- What to produce -
Word for word, return the lines from the start of the entries below through the line that has "pub mod report;".

%%

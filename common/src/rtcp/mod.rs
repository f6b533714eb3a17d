//! RTCP packet family (RFC 3550, RFC 4585, RFC 5104, REMB draft).
//!
//! Every packet type is a plain struct holding its typed fields; the
//! common header is recomputed from those fields on serialization, so
//! `parse(to_bytes(x)) == x` for any packet built in range.

pub mod bye;
pub mod feedback;
pub mod header;
pub mod parser;
pub mod remb;
pub mod report;
pub mod sdes;

pub use bye::Goodbye;
pub use feedback::{
    Afb, Fir, FirEntry, Nack, NackPair, Pli, Sli, SliEntry, Tmmb, TmmbEntry, TmmbKind, Tst,
    TstEntry, TstKind,
};
pub use header::{is_rtcp, is_rtcp_packet, Header};
pub use parser::parse_compound;
pub use remb::Remb;
pub use report::{ntp_time, ReceiverReport, ReportBlock, SenderInfo, SenderReport};
pub use sdes::{SdesChunk, SdesItem, SdesItemType, SourceDescription};

use std::fmt;

/// One packet of a (possibly compound) RTCP datagram.
#[derive(Debug, Clone, PartialEq, Eq)]
pub enum RtcpPacket {
    SenderReport(SenderReport),
    ReceiverReport(ReceiverReport),
    SourceDescription(SourceDescription),
    Goodbye(Goodbye),
    Nack(Nack),
    Tmmb(Tmmb),
    Pli(Pli),
    Sli(Sli),
    Fir(Fir),
    Tst(Tst),
    Afb(Afb),
    Remb(Remb),
}

impl RtcpPacket {
    // ---
    pub fn to_bytes(&self) -> Vec<u8> {
        // ---
        match self {
            RtcpPacket::SenderReport(p) => p.to_bytes(),
            RtcpPacket::ReceiverReport(p) => p.to_bytes(),
            RtcpPacket::SourceDescription(p) => p.to_bytes(),
            RtcpPacket::Goodbye(p) => p.to_bytes(),
            RtcpPacket::Nack(p) => p.to_bytes(),
            RtcpPacket::Tmmb(p) => p.to_bytes(),
            RtcpPacket::Pli(p) => p.to_bytes(),
            RtcpPacket::Sli(p) => p.to_bytes(),
            RtcpPacket::Fir(p) => p.to_bytes(),
            RtcpPacket::Tst(p) => p.to_bytes(),
            RtcpPacket::Afb(p) => p.to_bytes(),
            RtcpPacket::Remb(p) => p.to_bytes(),
        }
    }

    /// Short name used in logs and metric labels.
    pub fn kind(&self) -> &'static str {
        // ---
        match self {
            RtcpPacket::SenderReport(_) => "sr",
            RtcpPacket::ReceiverReport(_) => "rr",
            RtcpPacket::SourceDescription(_) => "sdes",
            RtcpPacket::Goodbye(_) => "bye",
            RtcpPacket::Nack(_) => "nack",
            RtcpPacket::Tmmb(t) if t.kind == TmmbKind::Request => "tmmbr",
            RtcpPacket::Tmmb(_) => "tmmbn",
            RtcpPacket::Pli(_) => "pli",
            RtcpPacket::Sli(_) => "sli",
            RtcpPacket::Fir(_) => "fir",
            RtcpPacket::Tst(t) if t.kind == TstKind::Request => "tstr",
            RtcpPacket::Tst(_) => "tstn",
            RtcpPacket::Afb(_) => "afb",
            RtcpPacket::Remb(_) => "remb",
        }
    }
}

/// Concatenates packets into one compound datagram.
pub fn compound_bytes(packets: &[RtcpPacket]) -> Vec<u8> {
    // ---
    packets.iter().flat_map(RtcpPacket::to_bytes).collect()
}

impl fmt::Display for RtcpPacket {
    fn fmt(&self, f: &mut fmt::Formatter<'_>) -> fmt::Result {
        match self {
            RtcpPacket::SenderReport(p) => write!(f, "{p}"),
            RtcpPacket::ReceiverReport(p) => write!(f, "{p}"),
            RtcpPacket::SourceDescription(p) => write!(f, "{p}"),
            RtcpPacket::Goodbye(p) => write!(f, "{p}"),
            RtcpPacket::Nack(p) => write!(f, "{p}"),
            RtcpPacket::Remb(p) => write!(f, "{p}"),
            RtcpPacket::Pli(p) => write!(
                f,
                "PLI sender={:#010x} media={:#010x}",
                p.sender_ssrc, p.media_ssrc
            ),
            RtcpPacket::Fir(p) => write!(
                f,
                "FIR sender={:#010x} entries={:?}",
                p.sender_ssrc, p.entries
            ),
            other => write!(f, "{}", other.kind().to_uppercase()),
        }
    }
}
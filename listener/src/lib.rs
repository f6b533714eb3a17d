//! SFU listener library.
//!
//! Delivers the relayed stream to one listening peer: gates video on a key
//! frame, answers NACKs with RTX packets from a cache of recent packets,
//! sends sender reports and turns REMB feedback into a target bitrate for
//! the upstream encoder.

pub mod jitter_buffer;
pub mod network;
pub mod pipeline;
pub mod remb;
pub mod rtcp_context;
pub mod sender_report;

pub use jitter_buffer::{ListenerBuffer, ListenerStreamConfig, PacketCache};
pub use network::ListenerSocket;
pub use pipeline::{ListenerEvent, ListenerOutputs, ListenerPipeline, ListenerReceivers};
pub use remb::RembController;
pub use rtcp_context::{RtcpContext, RtcpInfo};
pub use sender_report::SenderReporter;

use anyhow::Result;
use sfu_common::rtcp::{compound_bytes, RtcpPacket};
use tokio::sync::{mpsc, watch};
use tracing::{debug, info};

/// RTCP packets sent to the peer in one compound datagram at most.
const MAX_RTCP_BATCH: usize = 16;

/// Runs the listener I/O loop until shutdown.
///
/// # Arguments
///
/// * `socket` - Session socket (relay RTP in, peer RTCP in, media out)
/// * `pipeline` - Running listener pipeline
/// * `receivers` - Receiving ends of the pipeline outputs
/// * `shutdown` - Session cancellation signal
///
/// # Errors
///
/// Returns error if network reception fails.
pub async fn listen_loop(
    mut socket: ListenerSocket,
    pipeline: ListenerPipeline,
    mut receivers: ListenerReceivers,
    mut shutdown: watch::Receiver<bool>,
) -> Result<()> {
    // ---
    let mut buf = vec![0u8; network::MAX_DATAGRAM];
    info!("Delivering to listener {}", socket.peer());

    let result = loop {
        tokio::select! {
            _ = shutdown.changed() => break Ok(()),
            received = socket.recv(&mut buf) => match received {
                Ok((data, from)) => {
                    debug!("{} bytes from {}", data.len(), from);
                    pipeline.on_datagram(data, pipeline::now());
                }
                Err(e) => break Err(e),
            },
            Some(p) = receivers.rtp.recv() => socket.send_rtp(&p).await,
            Some(first) = receivers.rtcp.recv() => {
                let batch = drain_rtcp(first, &mut receivers.rtcp);
                socket.send_rtcp(&compound_bytes(&batch)).await;
            }
            Some(event) = receivers.events.recv() => info!("Listener event: {:?}", event),
        }
    };

    pipeline.join().await;
    let (packets, bytes) = socket.stats();
    info!("Listener loop stopped after {} datagrams ({} bytes)", packets, bytes);
    result
}

fn drain_rtcp(first: RtcpPacket, rx: &mut mpsc::Receiver<RtcpPacket>) -> Vec<RtcpPacket> {
    // ---
    let mut batch = vec![first];
    while batch.len() < MAX_RTCP_BATCH {
        match rx.try_recv() {
            Ok(p) => batch.push(p),
            Err(_) => break,
        }
    }
    batch
}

%%

- Response box -
filename common/src/rtcp/mod.rs
repository f6b533714eb3a17d
//! RTCP packet family (RFC 3550, RFC 4585, RFC 5104, REMB draft).
//!
//! Every packet type is a plain struct holding its typed fields; the
//! common header is recomputed from those fields on serialization, so
//! `parse(to_bytes(x)) == x` for any packet built in range.

pub mod bye;
pub mod feedback;
pub mod header;
pub mod parser;
pub mod remb;
pub mod report;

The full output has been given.